Data records
------------------------------------------------------------------------

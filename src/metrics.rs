//! Pure statistical building blocks shared by the reporters. No I/O here;
//! everything operates on record slices already fetched from storage.

use std::collections::HashMap;
use std::hash::Hash;

use chrono::{DateTime, Utc};

pub fn grouped_count<T, K, F>(records: &[T], key_fn: F) -> HashMap<K, usize>
where
    K: Eq + Hash,
    F: Fn(&T) -> K,
{
    let mut counts = HashMap::new();
    for record in records {
        *counts.entry(key_fn(record)).or_insert(0) += 1;
    }
    counts
}

/// Arithmetic mean per group. A group with no records is absent from the
/// result, never reported as zero: "no data" must not read as "zero
/// performance".
pub fn grouped_average<T, K, KF, VF>(records: &[T], key_fn: KF, value_fn: VF) -> HashMap<K, f64>
where
    K: Eq + Hash,
    KF: Fn(&T) -> K,
    VF: Fn(&T) -> f64,
{
    let mut sums: HashMap<K, (f64, usize)> = HashMap::new();
    for record in records {
        let entry = sums.entry(key_fn(record)).or_insert((0.0, 0));
        entry.0 += value_fn(record);
        entry.1 += 1;
    }
    sums.into_iter()
        .map(|(key, (sum, count))| (key, sum / count as f64))
        .collect()
}

/// Records whose timestamp falls at or after `since`.
pub fn window_filter<T, F>(records: &[T], timestamp_fn: F, since: DateTime<Utc>) -> Vec<&T>
where
    F: Fn(&T) -> DateTime<Utc>,
{
    records
        .iter()
        .filter(|record| timestamp_fn(record) >= since)
        .collect()
}

/// Zero-denominator-safe ratio, used for completion rates and per-user
/// averages throughout the reporters.
pub fn safe_ratio(numerator: f64, denominator: f64) -> f64 {
    if denominator > 0.0 {
        numerator / denominator
    } else {
        0.0
    }
}

pub fn mean(values: &[f64]) -> f64 {
    safe_ratio(values.iter().sum(), values.len() as f64)
}

/// Clamps a percentage-scale value into [0, 100]. Out-of-range or non-finite
/// source values are tolerated here rather than propagated as NaN.
pub fn clamp_percent(value: f64) -> f64 {
    if value.is_finite() {
        value.clamp(0.0, 100.0)
    } else {
        0.0
    }
}

#[cfg(test)]
mod tests {
    use super::*;
    use chrono::Duration;

    #[test]
    fn grouped_count_tallies_by_key() {
        let records = vec!["a", "b", "a", "a"];
        let counts = grouped_count(&records, |r| r.to_string());
        assert_eq!(counts["a"], 3);
        assert_eq!(counts["b"], 1);
    }

    #[test]
    fn grouped_average_omits_empty_groups() {
        let records: Vec<(&str, f64)> = vec![("x", 10.0), ("x", 20.0)];
        let averages = grouped_average(&records, |r| r.0.to_string(), |r| r.1);
        assert_eq!(averages.len(), 1);
        assert!((averages["x"] - 15.0).abs() < 1e-9);
        assert!(!averages.contains_key("y"));
    }

    #[test]
    fn window_filter_keeps_boundary_timestamp() {
        let now = Utc::now();
        let records = vec![now - Duration::days(10), now - Duration::days(3), now];
        let since = now - Duration::days(3);
        let kept = window_filter(&records, |t| *t, since);
        assert_eq!(kept.len(), 2);
    }

    #[test]
    fn safe_ratio_guards_zero_denominator() {
        assert_eq!(safe_ratio(5.0, 0.0), 0.0);
        assert_eq!(safe_ratio(0.0, 0.0), 0.0);
        assert_eq!(safe_ratio(5.0, -1.0), 0.0);
        assert!((safe_ratio(1.0, 4.0) - 0.25).abs() < 1e-9);
    }

    #[test]
    fn mean_of_empty_is_zero() {
        assert_eq!(mean(&[]), 0.0);
        assert!((mean(&[2.0, 4.0]) - 3.0).abs() < 1e-9);
    }

    #[test]
    fn clamp_percent_bounds_and_nan() {
        assert_eq!(clamp_percent(150.0), 100.0);
        assert_eq!(clamp_percent(-5.0), 0.0);
        assert_eq!(clamp_percent(f64::NAN), 0.0);
        assert_eq!(clamp_percent(42.0), 42.0);
    }
}
//! Platform-wide overview: counts, windowed revenue, a daily enrollment time
//! series and behavioral averages over a trailing window anchored to "now".

use std::collections::{BTreeMap, HashMap};

use chrono::{DateTime, Duration, NaiveDate, Utc};
use uuid::Uuid;

use crate::metrics::{grouped_count, window_filter};
use crate::models::{
    DailyEnrollments, DeviceTotals, EnrollmentRecord, PlatformCounts, PlatformReport,
    PlatformTrends, UserBehavior,
};

/// Everything the overview needs, pre-fetched so the computation stays pure.
#[derive(Debug, Clone, Default)]
pub struct PlatformInputs {
    pub total_users: i64,
    pub new_users: i64,
    pub total_courses: i64,
    pub new_enrollments: i64,
    /// Enrollments created inside the window.
    pub window_enrollments: Vec<EnrollmentRecord>,
    /// Current price per course referenced by a window enrollment.
    pub course_prices: HashMap<Uuid, f64>,
    /// One count per user with at least one enrollment; zero-enrollment users
    /// never appear here and so never dilute the average.
    pub per_user_enrollment_counts: Vec<i64>,
    pub device_totals: DeviceTotals,
}

pub fn build_platform_report(
    window_days: u32,
    now: DateTime<Utc>,
    inputs: &PlatformInputs,
) -> PlatformReport {
    // Window revenue joins each enrollment against the course's current
    // price; prices at enrollment time are not recorded.
    let revenue: f64 = inputs
        .window_enrollments
        .iter()
        .filter_map(|e| inputs.course_prices.get(&e.course_id))
        .sum();

    let counts = inputs.per_user_enrollment_counts.len();
    let average_courses_per_user = if counts == 0 {
        0.0
    } else {
        inputs.per_user_enrollment_counts.iter().sum::<i64>() as f64 / counts as f64
    };

    PlatformReport {
        window_days,
        overview: PlatformCounts {
            total_users: inputs.total_users,
            new_users: inputs.new_users,
            total_courses: inputs.total_courses,
            new_enrollments: inputs.new_enrollments,
            revenue,
        },
        trends: PlatformTrends {
            enrollments_by_day: daily_enrollment_series(
                &inputs.window_enrollments,
                window_days,
                now,
            ),
            // Needs true ISO-week bucketing; until then an empty series beats
            // a misleading partial one.
            completion_rate_by_week: Vec::new(),
        },
        user_behavior: UserBehavior {
            average_courses_per_user,
            device_breakdown: inputs.device_totals.clone(),
        },
    }
}

/// Calendar-day enrollment counts over the window, ascending, with gap days
/// filled as explicit zeros.
pub fn daily_enrollment_series(
    enrollments: &[EnrollmentRecord],
    window_days: u32,
    now: DateTime<Utc>,
) -> Vec<DailyEnrollments> {
    let since = now - Duration::days(i64::from(window_days));
    let in_window = window_filter(enrollments, |e| e.enrolled_at, since);
    let counts = grouped_count(&in_window, |e| e.enrolled_at.date_naive());

    let mut buckets: BTreeMap<NaiveDate, i64> = BTreeMap::new();
    let mut day = since.date_naive();
    let end = now.date_naive();
    while day <= end {
        buckets.insert(day, counts.get(&day).map_or(0, |c| *c as i64));
        match day.succ_opt() {
            Some(next) => day = next,
            None => break,
        }
    }

    buckets
        .into_iter()
        .map(|(day, count)| DailyEnrollments { day, count })
        .collect()
}

#[cfg(test)]
mod tests {
    use super::*;

    fn window_enrollment(course_id: Uuid, days_ago: i64) -> EnrollmentRecord {
        let now = Utc::now();
        EnrollmentRecord {
            user_id: Uuid::new_v4(),
            course_id,
            progress_percent: 0.0,
            enrolled_at: now - Duration::days(days_ago),
            last_accessed: None,
            total_time_spent_hours: 0.0,
            quiz_scores: vec![],
        }
    }

    #[test]
    fn daily_series_fills_gap_days_with_zero() {
        let course_id = Uuid::new_v4();
        let enrollments = vec![
            window_enrollment(course_id, 0),
            window_enrollment(course_id, 0),
            window_enrollment(course_id, 5),
        ];

        let series = daily_enrollment_series(&enrollments, 7, Utc::now());

        assert_eq!(series.len(), 8); // window start through today inclusive
        assert!(series.windows(2).all(|w| w[0].day < w[1].day));
        assert_eq!(series.last().unwrap().count, 2);
        assert_eq!(series.iter().map(|d| d.count).sum::<i64>(), 3);
        assert!(series.iter().any(|d| d.count == 0));
    }

    #[test]
    fn revenue_joins_current_course_price() {
        let cheap = Uuid::new_v4();
        let pricey = Uuid::new_v4();
        let inputs = PlatformInputs {
            window_enrollments: vec![
                window_enrollment(cheap, 1),
                window_enrollment(pricey, 2),
                window_enrollment(pricey, 3),
            ],
            course_prices: HashMap::from([(cheap, 10.0), (pricey, 100.0)]),
            ..PlatformInputs::default()
        };

        let report = build_platform_report(30, Utc::now(), &inputs);
        assert!((report.overview.revenue - 210.0).abs() < 1e-9);
    }

    #[test]
    fn average_courses_per_user_excludes_zero_enrollment_users() {
        // User A has 3 enrollments; user B has none and is simply absent
        // from the per-user counts.
        let inputs = PlatformInputs {
            total_users: 2,
            per_user_enrollment_counts: vec![3],
            ..PlatformInputs::default()
        };

        let report = build_platform_report(30, Utc::now(), &inputs);
        assert!((report.user_behavior.average_courses_per_user - 3.0).abs() < 1e-9);
    }

    #[test]
    fn no_enrolled_users_yields_zero_average() {
        let report = build_platform_report(30, Utc::now(), &PlatformInputs::default());
        assert_eq!(report.user_behavior.average_courses_per_user, 0.0);
    }

    #[test]
    fn weekly_completion_series_stays_empty() {
        let report = build_platform_report(30, Utc::now(), &PlatformInputs::default());
        assert!(report.trends.completion_rate_by_week.is_empty());
    }
}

------------------------------------------------------------------------

### Task instructions:
Please state the number of lines in the data above that hold the word "HashMap", without any other text.

### Output:
8